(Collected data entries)
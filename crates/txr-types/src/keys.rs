use md5::{Digest, Md5};

use crate::source::Source;

/// `concept:<source>:<lang>:<label-lowercased>` — the only thing that
/// controls which file a concept lookup reads and writes.
pub fn concept_key(source: Source, lang: &str, label: &str) -> String {
    format!("concept:{}:{}:{}", source.as_str(), lang, label.to_lowercase())
}

/// `labels:<source>:<md5(uri)[0:16]>`.
pub fn labels_key(source: Source, uri: &str) -> String {
    let digest = Md5::digest(uri.as_bytes());
    let hex = hex_lower(&digest);
    format!("labels:{}:{}", source.as_str(), &hex[..16])
}

fn hex_lower(bytes: &[u8]) -> String {
    let mut s = String::with_capacity(bytes.len() * 2);
    for b in bytes {
        s.push_str(&format!("{:02x}", b));
    }
    s
}
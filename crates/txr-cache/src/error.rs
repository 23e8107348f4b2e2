use thiserror::Error;

/// Crate-boundary error taxonomy for the cache store. `load`/`save`/
/// `is_negative`/`add_negative` never actually return this — every I/O and
/// parse failure is logged and folded into an absent/no-op result rather
/// than propagated — but it names the failure kinds for anything built on
/// top later.
#[derive(Debug, Error)]
pub enum CacheError {
    #[error(transparent)]
    Io(#[from] txr_utils::TxrIoError),
    #[error(transparent)]
    Json(#[from] serde_json::Error),
}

Task details
Recopy all of the records verbatim.

Result
filename crates/txr-types/src/keys.rs
use md5::{Digest, Md5};

use crate::source::Source;

/// `concept:<source>:<lang>:<label-lowercased>` — the only thing that
/// controls which file a concept lookup reads and writes.
pub fn concept_key(source: Source, lang: &str, label: &str) -> String {
    format!("concept:{}:{}:{}", source.as_str(), lang, label.to_lowercase())
}

/// `labels:<source>:<md5(uri)[0:16]>`.
pub fn labels_key(source: Source, uri: &str) -> String {
    let digest = Md5::digest(uri.as_bytes());
    let hex = hex_lower(&digest);
    format!("labels:{}:{}", source.as_str(), &hex[..16])
}

fn hex_lower(bytes: &[u8]) -> String {
    let mut s = String::with_capacity(bytes.len() * 2);
    for b in bytes {
        s.push_str(&format!("{:02x}", b));
    }
    s
}
filename crates/txr-cache/src/error.rs
repository 23e8107348f4b2e2
use thiserror::Error;

/// Crate-boundary error taxonomy for the cache store. `load`/`save`/
/// `is_negative`/`add_negative` never actually return this — every I/O and
/// parse failure is logged and folded into an absent/no-op result rather
/// than propagated — but it names the failure kinds for anything built on
/// top later.
#[derive(Debug, Error)]
pub enum CacheError {
    #[error(transparent)]
    Io(#[from] txr_utils::TxrIoError),
    #[error(transparent)]
    Json(#[from] serde_json::Error),
}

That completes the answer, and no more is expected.